Public Health Action. 2014 Oct 21;4(Suppl 2):S24-8. doi: 10.5588/pha.14.0042.

Abstract

Settings: Tuberculosis (TB) health facilities in the Gomel Region, Republic of Belarus-settings with a high burden of multidrug-resistant TB (MDR-TB) and human immunodeficiency virus (HIV) infection.

Objective: To determine treatment outcomes among MDR-TB patients diagnosed in 2009-2010 and factors associated with unsuccessful outcomes (death, failure and loss to follow-up).

Design: Retrospective cohort study involving a review of an electronic patient database maintained under the National Tuberculosis Control Programme.

Results: Of 517 patients diagnosed, 78 (15%) did not start treatment. Among 439 patients who started treatment (84% males, median age 45 years, 15% HIV-infected), 291 (66%) had unsuccessful outcomes (35% deaths, 18% treatment failure and 13% lost to follow-up).
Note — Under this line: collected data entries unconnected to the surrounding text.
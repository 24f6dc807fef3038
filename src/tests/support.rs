//! Shared fixtures and test doubles.

use std::collections::HashSet;
use std::sync::atomic::{AtomicUsize, Ordering};
use std::sync::{Arc, Mutex};
use std::time::Duration;

use async_trait::async_trait;
use chrono::{DateTime, Utc};
use sqlx::sqlite::SqlitePoolOptions;
use sqlx::SqlitePool;

use crate::config::{AppConfig, DatabaseConfig, MappingConfig, ServerConfig};
use crate::db;
use crate::mapping::{
    CacheError, EntityExistence, EntityOracles, LookupKey, LruMappingCache, MappingCache, MappingError, MappingManager,
    MappingResult, MappingStore, MappingUpdate, SqliteMappingStore,
};
use crate::metrics::Metrics;
use crate::types::{EntityType, GroupStats, Mapping};

pub fn test_mapping_config() -> MappingConfig {
    MappingConfig { enable_cleanup: false, batch_size: 2, ..MappingConfig::default() }
}

pub fn test_config(db_url: &str) -> AppConfig {
    AppConfig {
        server: ServerConfig { host: "127.0.0.1".to_string(), port: 8080 },
        database: DatabaseConfig { url: db_url.to_string(), max_connections: 1 },
        mapping: test_mapping_config(),
    }
}

/// Single-connection in-memory database with the schema applied.
pub async fn memory_pool() -> SqlitePool {
    let pool = SqlitePoolOptions::new()
        .max_connections(1)
        .idle_timeout(None)
        .max_lifetime(None)
        .connect("sqlite::memory:")
        .await
        .unwrap();
    db::init_db(&pool).await.unwrap();
    pool
}

pub async fn insert_domain_row(pool: &SqlitePool, entity_type: EntityType, id: &str) {
    sqlx::query(&format!("INSERT INTO {} (id) VALUES (?1)", entity_type.table()))
        .bind(id)
        .execute(pool)
        .await
        .unwrap();
}

/// Initialized manager over SQLite, the LRU cache and SQL oracles.
pub async fn sqlite_manager(pool: &SqlitePool, config: MappingConfig) -> Arc<MappingManager> {
    let manager = Arc::new(MappingManager::new(
        Arc::new(SqliteMappingStore::new(pool.clone())),
        Arc::new(LruMappingCache::new(config.cache_capacity)),
        EntityOracles::sqlite(pool),
        config,
        Metrics::new(),
    ));
    manager.initialize().await.unwrap();
    manager
}

/// In-memory store counting its lookups. Enforces no uniqueness, so it can
/// hold duplicates the way out-of-band inserts would.
#[derive(Default)]
pub struct CountingStore {
    pub rows: Mutex<Vec<Mapping>>,
    pub find_calls: AtomicUsize,
    pub delete_calls: AtomicUsize,
    pub fail_deletes_for: Option<EntityType>,
    /// Added latency for `find_active`, to push it past the store timeout.
    pub find_delay: Option<Duration>,
    pub delete_delay: Option<Duration>,
}

impl CountingStore {
    pub fn find_calls(&self) -> usize {
        self.find_calls.load(Ordering::SeqCst)
    }

    pub fn delete_calls(&self) -> usize {
        self.delete_calls.load(Ordering::SeqCst)
    }

    pub fn access_count(&self, entity_type: EntityType, external_id: &str) -> i64 {
        let rows = self.rows.lock().unwrap();
        rows.iter()
            .filter(|m| m.entity_type == entity_type && m.external_id == external_id)
            .map(|m| m.access_count)
            .sum()
    }

    pub fn push(&self, mapping: Mapping) {
        self.rows.lock().unwrap().push(mapping);
    }

    pub fn len(&self) -> usize {
        self.rows.lock().unwrap().len()
    }

    fn matches(m: &Mapping, entity_type: EntityType, key: LookupKey<'_>) -> bool {
        m.entity_type == entity_type
            && m.is_active
            && match key {
                LookupKey::External(id) => m.external_id == id,
                LookupKey::Internal(id) => m.internal_id == id,
            }
    }
}

#[async_trait]
impl MappingStore for CountingStore {
    async fn find_active(&self, entity_type: EntityType, key: LookupKey<'_>) -> MappingResult<Option<Mapping>> {
        self.find_calls.fetch_add(1, Ordering::SeqCst);
        if let Some(delay) = self.find_delay {
            tokio::time::sleep(delay).await;
        }
        let rows = self.rows.lock().unwrap();
        Ok(rows.iter().rev().find(|m| Self::matches(m, entity_type, key)).cloned())
    }

    async fn insert(&self, mapping: &Mapping) -> MappingResult<()> {
        self.push(mapping.clone());
        Ok(())
    }

    async fn update_fields(
        &self,
        entity_type: EntityType,
        external_id: &str,
        update: &MappingUpdate,
    ) -> MappingResult<Option<Mapping>> {
        let mut rows = self.rows.lock().unwrap();
        let mut updated = None;
        for m in rows.iter_mut().filter(|m| Self::matches(m, entity_type, LookupKey::External(external_id))) {
            m.internal_id = update.internal_id.clone();
            m.metadata = update.metadata.clone();
            m.updated_at = Utc::now();
            updated = Some(m.clone());
        }
        Ok(updated)
    }

    async fn record_access(&self, entity_type: EntityType, key: LookupKey<'_>) -> MappingResult<()> {
        let mut rows = self.rows.lock().unwrap();
        for m in rows.iter_mut().filter(|m| Self::matches(m, entity_type, key)) {
            m.access_count += 1;
            m.last_accessed = m.last_accessed.max(Utc::now());
        }
        Ok(())
    }

    async fn deactivate(&self, entity_type: EntityType, external_id: &str) -> MappingResult<bool> {
        let mut rows = self.rows.lock().unwrap();
        let mut changed = false;
        for m in rows.iter_mut().filter(|m| Self::matches(m, entity_type, LookupKey::External(external_id))) {
            m.is_active = false;
            changed = true;
        }
        Ok(changed)
    }

    async fn delete_stale(&self, entity_type: EntityType, threshold: DateTime<Utc>) -> MappingResult<u64> {
        self.delete_calls.fetch_add(1, Ordering::SeqCst);
        if let Some(delay) = self.delete_delay {
            tokio::time::sleep(delay).await;
        }
        if self.fail_deletes_for == Some(entity_type) {
            return Err(MappingError::Store("simulated delete failure".to_string()));
        }
        let mut rows = self.rows.lock().unwrap();
        let before = rows.len();
        rows.retain(|m| !(m.entity_type == entity_type && m.is_active && m.last_accessed < threshold));
        Ok((before - rows.len()) as u64)
    }

    async fn group_stats(&self, entity_type: EntityType, stale_before: DateTime<Utc>) -> MappingResult<GroupStats> {
        let rows = self.rows.lock().unwrap();
        let of_type: Vec<&Mapping> = rows.iter().filter(|m| m.entity_type == entity_type).collect();
        let total = of_type.len() as i64;
        let active = of_type.iter().filter(|m| m.is_active).count() as i64;
        let sum: i64 = of_type.iter().map(|m| m.access_count).sum();
        Ok(GroupStats {
            total,
            active,
            inactive: total - active,
            avg_access_count: if total == 0 { 0.0 } else { sum as f64 / total as f64 },
            stale: of_type.iter().filter(|m| m.last_accessed < stale_before).count() as i64,
            last_accessed: of_type.iter().map(|m| m.last_accessed).max(),
            last_created: of_type.iter().map(|m| m.created_at).max(),
        })
    }

    async fn most_accessed(&self, entity_type: EntityType, limit: usize) -> MappingResult<Vec<Mapping>> {
        let rows = self.rows.lock().unwrap();
        let mut of_type: Vec<Mapping> = rows.iter().filter(|m| m.entity_type == entity_type).cloned().collect();
        of_type.sort_by(|a, b| b.access_count.cmp(&a.access_count));
        of_type.truncate(limit);
        Ok(of_type)
    }

    async fn find_many(&self, entity_type: EntityType, include_inactive: bool) -> MappingResult<Vec<Mapping>> {
        let rows = self.rows.lock().unwrap();
        Ok(rows
            .iter()
            .filter(|m| m.entity_type == entity_type && (include_inactive || m.is_active))
            .cloned()
            .collect())
    }
}

/// Cache whose every call fails.
pub struct FailingCache;

#[async_trait]
impl MappingCache for FailingCache {
    async fn connect(&self) -> Result<(), CacheError> {
        Err(CacheError::Unavailable("connection refused".to_string()))
    }

    async fn get(&self, _key: &str) -> Result<Option<String>, CacheError> {
        Err(CacheError::Unavailable("connection refused".to_string()))
    }

    async fn set(&self, _key: &str, _value: &str, _ttl: Duration) -> Result<(), CacheError> {
        Err(CacheError::Unavailable("connection refused".to_string()))
    }

    async fn delete(&self, _key: &str) -> Result<(), CacheError> {
        Err(CacheError::Unavailable("connection refused".to_string()))
    }

    async fn delete_prefix(&self, _prefix: &str) -> Result<usize, CacheError> {
        Err(CacheError::Unavailable("connection refused".to_string()))
    }
}

/// Cache that answers every call, but only after `delay`.
pub struct SlowCache {
    pub delay: Duration,
}

#[async_trait]
impl MappingCache for SlowCache {
    async fn get(&self, _key: &str) -> Result<Option<String>, CacheError> {
        tokio::time::sleep(self.delay).await;
        Ok(None)
    }

    async fn set(&self, _key: &str, _value: &str, _ttl: Duration) -> Result<(), CacheError> {
        tokio::time::sleep(self.delay).await;
        Ok(())
    }

    async fn delete(&self, _key: &str) -> Result<(), CacheError> {
        tokio::time::sleep(self.delay).await;
        Ok(())
    }

    async fn delete_prefix(&self, _prefix: &str) -> Result<usize, CacheError> {
        tokio::time::sleep(self.delay).await;
        Ok(0)
    }
}

/// Existence oracle over a fixed id set; only implements the single-id check.
#[derive(Default)]
pub struct SetOracle {
    pub ids: Mutex<HashSet<String>>,
}

impl SetOracle {
    pub fn with_ids(ids: &[&str]) -> Self {
        Self { ids: Mutex::new(ids.iter().map(|s| s.to_string()).collect()) }
    }
}

#[async_trait]
impl EntityExistence for SetOracle {
    async fn exists(&self, internal_id: &str) -> MappingResult<bool> {
        Ok(self.ids.lock().unwrap().contains(internal_id))
    }
}

/// Initialized manager over the given doubles.
pub async fn double_manager(
    store: Arc<CountingStore>,
    cache: Arc<dyn MappingCache>,
    oracles: EntityOracles,
    config: MappingConfig,
) -> Arc<MappingManager> {
    let manager = Arc::new(MappingManager::new(store, cache, oracles, config, Metrics::new()));
    manager.initialize().await.unwrap();
    manager
}
use chrono::{DateTime, Utc};
use futures::future::join_all;
use tokio::sync::Mutex;
use tracing::{debug, error, info, warn};

pub use cache::{CacheError, CacheKeys, LruMappingCache, MappingCache};
pub use cleanup::{run_cleanup_pass, CleanupReport, CleanupScheduler};
pub use error::{MappingError, MappingResult};
pub use oracle::{EntityExistence, EntityOracles, TableExistence};
pub use store::{LookupKey, MappingStore, MappingUpdate, SqliteMappingStore};

use crate::config::MappingConfig;
use crate::metrics::Metrics;
use crate::types::{
    BulkMappingError, BulkMappingItem, BulkMappingResult, EntityType, Mapping, MappingStats, ValidationResult,
};

fn require_id(field: &str, value: &str) -> MappingResult<()> {
    if value.trim().is_empty() {
        return Err(MappingError::validation(field, format!("{} must not be empty", field)));
    }
    Ok(())
}

pub struct MappingManager {
    store: Arc<dyn MappingStore>,
    cache: Arc<dyn MappingCache>,
    oracles: EntityOracles,
    keys: CacheKeys,
    config: MappingConfig,
    metrics: Metrics,
    initialized: AtomicBool,
    scheduler: Mutex<Option<CleanupScheduler>>,
}
//! Periodic eviction of stale mappings.

use std::sync::Weak;
use std::time::Duration;

use chrono::Utc;
use tokio::task::JoinHandle;
use tokio::time::{interval_at, Instant, MissedTickBehavior};
use tokio_util::sync::CancellationToken;

use super::MappingManager;
use crate::types::EntityType;

/// Per-entity outcome of one cleanup pass.
#[derive(Debug, Default)]
pub struct CleanupReport {
    pub deleted: Vec<(EntityType, u64)>,
    pub failed: Vec<(EntityType, String)>,
    pub aborted: bool,
}

impl CleanupReport {
    pub fn total_deleted(&self) -> u64 {
        self.deleted.iter().map(|(_, n)| n).sum()
    }
}

/// Runs `cleanup_stale_mappings` for every entity type.
///
/// A failure for one type is logged and the remaining types still run.
/// Cancelling `cancel` aborts the pass between (or during) entity types.
pub async fn run_cleanup_pass(
    manager: &MappingManager,
    max_age: chrono::Duration,
    cancel: &CancellationToken,
) -> CleanupReport {
    let mut report = CleanupReport::default();
    let threshold = Utc::now() - max_age;

    for entity_type in EntityType::ALL {
        if cancel.is_cancelled() {
            report.aborted = true;
            break;
        }
        tokio::select! {
            _ = cancel.cancelled() => {
                tracing::info!(entity_type = %entity_type, "Cleanup pass aborted by shutdown");
                report.aborted = true;
                break;
            }
            res = manager.cleanup_stale_mappings(entity_type, threshold) => match res {
                Ok(n) => report.deleted.push((entity_type, n)),
                Err(e) => {
                    tracing::error!(entity_type = %entity_type, error = %e, "Stale mapping cleanup failed");
                    report.failed.push((entity_type, e.to_string()));
                }
            }
        }
    }
    report
}

/// Background task owned by the manager, cancelled as a whole on disconnect.
pub struct CleanupScheduler {
    cancel: CancellationToken,
    handle: JoinHandle<()>,
}

impl CleanupScheduler {
    /// Spawns the timer. The first pass runs one `period` after start.
    pub fn start(weak: Weak<MappingManager>, period: Duration, max_age: chrono::Duration) -> Self {
        let cancel = CancellationToken::new();
        let token = cancel.clone();
        let handle = tokio::spawn(async move {
            let mut ticker = interval_at(Instant::now() + period, period);
            ticker.set_missed_tick_behavior(MissedTickBehavior::Delay);
            loop {
                tokio::select! {
                    _ = token.cancelled() => break,
                    _ = ticker.tick() => {}
                }
                let Some(manager) = weak.upgrade() else { break };
                let report = run_cleanup_pass(&manager, max_age, &token).await;
                manager.metrics().inc_cleanup_runs();
                manager.metrics().add_cleanup_failures(report.failed.len() as u64);
                tracing::info!(
                    deleted = report.total_deleted(),
                    failed = report.failed.len(),
                    aborted = report.aborted,
                    "Scheduled mapping cleanup finished"
                );
            }
            tracing::debug!("Cleanup scheduler stopped");
        });
        Self { cancel, handle }
    }

    pub fn is_running(&self) -> bool {
        !self.handle.is_finished()
    }

    /// Cancels the timer and waits for an in-flight pass to wind down.
    pub async fn shutdown(self) {
        self.cancel.cancel();
        if let Err(e) = self.handle.await {
            tracing::warn!("Cleanup scheduler task ended abnormally: {}", e);
        }
    }
}
//! Trie nodes and the staged operations on them.

use std::collections::BTreeMap;
use std::sync::Arc;

use super::proofs::{hash_data, hash_nodes, Info, Proof};
use super::Hash;

/// A node of the radix trie.
///
/// Invariants:
/// - `data` is present iff the node is a leaf;
/// - a child stored under key byte `b` has a name beginning with `b`;
/// - every non-leaf non-root node has at least 2 children (path
///   compression);
/// - `hash` is present iff no change happened below since the last
///   [`Node::stage_hash`].
///
/// A node's hash covers its children's names but not its own, so renaming a
/// node (during splits and contractions) keeps its cached hash valid.
#[derive(Clone)]
pub(super) struct Node {
    pub(super) name: Vec<u8>,
    pub(super) data: Option<Vec<u8>>,
    pub(super) children: BTreeMap<u8, Arc<Node>>,
    pub(super) hash: Option<Hash>,
}

/// The length of the common prefix of two keys.
fn common_prefix(one: &[u8], two: &[u8]) -> usize {
    one.iter().zip(two).take_while(|(a, b)| a == b).count()
}

impl Node {
    pub(super) fn new_root() -> Self {
        Node {
            name: Vec::new(),
            data: None,
            children: BTreeMap::new(),
            hash: Some(super::zero_hash()),
        }
    }

    fn new_leaf(name: &[u8], data: &[u8]) -> Self {
        Node {
            name: name.to_vec(),
            data: Some(data.to_vec()),
            children: BTreeMap::new(),
            hash: None,
        }
    }

    fn committed_hash(&self) -> Hash {
        self.hash
            .clone()
            .expect("nodes of the committed snapshot always carry a hash")
    }

    fn sibling_infos(&self, exclude: Option<u8>) -> Vec<Info> {
        self.children
            .values()
            .filter(|ch| exclude != Some(ch.name[0]))
            .map(|ch| Info {
                name: ch.name.clone(),
                hash: ch.committed_hash(),
            })
            .collect()
    }

    /// Looks up `key` and builds the proof of presence or absence.
    pub(super) fn find(&self, key: &[u8]) -> (Option<Vec<u8>>, Proof) {
        if let Some(ch) = self.children.get(&key[0]) {
            let cp = common_prefix(key, &ch.name);
            if cp == key.len() {
                let proof = Proof {
                    name: ch.name.clone(),
                    siblings: self.sibling_infos(Some(ch.name[0])),
                    next: None,
                    data_hash: Some(ch.committed_hash()),
                };
                return (ch.data.clone(), proof);
            }
            if cp == ch.name.len() {
                let (res, sub) = ch.find(&key[cp..]);
                let proof = Proof {
                    name: ch.name.clone(),
                    siblings: self.sibling_infos(Some(ch.name[0])),
                    next: Some(Box::new(sub)),
                    data_hash: None,
                };
                return (res, proof);
            }
        }
        let proof = Proof {
            name: key.to_vec(),
            siblings: self.sibling_infos(None),
            next: None,
            data_hash: None,
        };
        (None, proof)
    }

    /// Stages an insert, splitting a child when the key diverges inside its
    /// name. Returns whether anything changed.
    pub(super) fn stage_insert(&mut self, key: &[u8], value: &[u8]) -> bool {
        if let Some(ch_arc) = self.children.get_mut(&key[0]) {
            let cp = common_prefix(key, &ch_arc.name);
            if cp == key.len() {
                // The key is already present, overwrite the value.
                if ch_arc.data.as_deref() == Some(value) {
                    return false;
                }
                let ch = Arc::make_mut(ch_arc);
                ch.data = Some(value.to_vec());
                ch.hash = None;
                self.hash = None;
                return true;
            }
            if cp == ch_arc.name.len() {
                // The child's name is a prefix of the key, go into the subtree.
                let changed = Arc::make_mut(ch_arc).stage_insert(&key[cp..], value);
                if changed {
                    self.hash = None;
                }
                return changed;
            }
            // A new branching point is needed.
            let mut moved = self
                .children
                .remove(&key[0])
                .expect("child checked above");
            {
                let m = Arc::make_mut(&mut moved);
                m.name = m.name[cp..].to_vec();
            }
            let moved_byte = moved.name[0];
            let mut branch = Node {
                name: key[..cp].to_vec(),
                data: None,
                children: BTreeMap::new(),
                hash: None,
            };
            branch
                .children
                .insert(key[cp], Arc::new(Node::new_leaf(&key[cp..], value)));
            branch.children.insert(moved_byte, moved);
            self.children.insert(key[0], Arc::new(branch));
            self.hash = None;
            return true;
        }
        self.children
            .insert(key[0], Arc::new(Node::new_leaf(key, value)));
        self.hash = None;
        true
    }

    /// Stages an update of an existing key. Returns whether anything
    /// changed; missing keys change nothing.
    pub(super) fn stage_update<F>(&mut self, key: &[u8], upd: F) -> bool
    where
        F: FnOnce(&[u8]) -> Vec<u8>,
    {
        let Some(ch_arc) = self.children.get_mut(&key[0]) else {
            return false;
        };
        let cp = common_prefix(key, &ch_arc.name);
        if cp == key.len() {
            let data = ch_arc.data.as_deref().unwrap_or_default();
            let new_data = upd(data);
            if data == new_data {
                return false;
            }
            let ch = Arc::make_mut(ch_arc);
            ch.data = Some(new_data);
            ch.hash = None;
            self.hash = None;
            return true;
        }
        if cp == ch_arc.name.len() {
            let changed = Arc::make_mut(ch_arc).stage_update(&key[cp..], upd);
            if changed {
                self.hash = None;
            }
            return changed;
        }
        false
    }

    /// Stages a deletion. When this node is left with a single child, that
    /// child is returned so the parent can splice it in place of this node,
    /// keeping the path compressed. The root is exempt and ignores the
    /// returned child.
    pub(super) fn stage_delete(&mut self, key: &[u8]) -> (bool, Option<Arc<Node>>) {
        let Some(ch_arc) = self.children.get(&key[0]) else {
            return (false, None);
        };
        let cp = common_prefix(key, &ch_arc.name);
        if cp == key.len() {
            self.children.remove(&key[0]);
            self.hash = None;
            if self.children.len() == 1 {
                let only = self
                    .children
                    .values()
                    .next()
                    .expect("exactly one child left")
                    .clone();
                return (true, Some(only));
            }
            return (true, None);
        }
        if cp == ch_arc.name.len() {
            let ch_name = ch_arc.name.clone();
            let ch = Arc::make_mut(self.children.get_mut(&key[0]).expect("child checked above"));
            let (changed, only_child) = ch.stage_delete(&key[cp..]);
            if let Some(mut only) = only_child {
                // Splice the grandchild in place of the contracted child.
                let spliced = Arc::make_mut(&mut only);
                spliced.name = [ch_name.as_slice(), &spliced.name].concat();
                self.children.insert(key[0], only);
                self.hash = None;
            }
            if changed {
                self.hash = None;
            }
            return (changed, None);
        }
        (false, None)
    }

    /// Recomputes missing hashes throughout the subtree in one traversal and
    /// returns this node's. Subtrees with a cached hash are left untouched.
    pub(super) fn stage_hash(&mut self) -> Hash {
        if let Some(h) = &self.hash {
            return h.clone();
        }
        let h = if let Some(data) = &self.data {
            hash_data(data)
        } else {
            let mut infos = Vec::with_capacity(self.children.len());
            for ch_arc in self.children.values_mut() {
                let hash = match &ch_arc.hash {
                    Some(h) => h.clone(),
                    None => Arc::make_mut(ch_arc).stage_hash(),
                };
                infos.push(Info {
                    name: ch_arc.name.clone(),
                    hash,
                });
            }
            hash_nodes(&infos)
        };
        self.hash = Some(h.clone());
        h
    }
}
Multivariate regression analysis showed that patients aged ⩾45 years (aRR 1.2, 95%CI 1.1-1.3), HIV-infected patients and those not receiving antiretroviral therapy (ART) (aRR 1.5, 95%CI 1.4-1.6) and those with a previous history of anti-tuberculosis treatment (aRR 1.2, 95%CI 1.1-1.4) had significantly higher risk of unsuccessful outcomes.

Conclusion: Treatment outcomes among MDR-TB patients were poor, with high rates of death, failure and loss to follow-up (including pre-treatment loss to follow-up). Urgent measures to increase ART uptake among HIV-infected MDR-TB patients, improved access to second-line anti-tuberculosis drug susceptibility testing and comprehensive patient support measures are required to address this grim situation.

Keywords: Eastern Europe; SORT IT; operational research.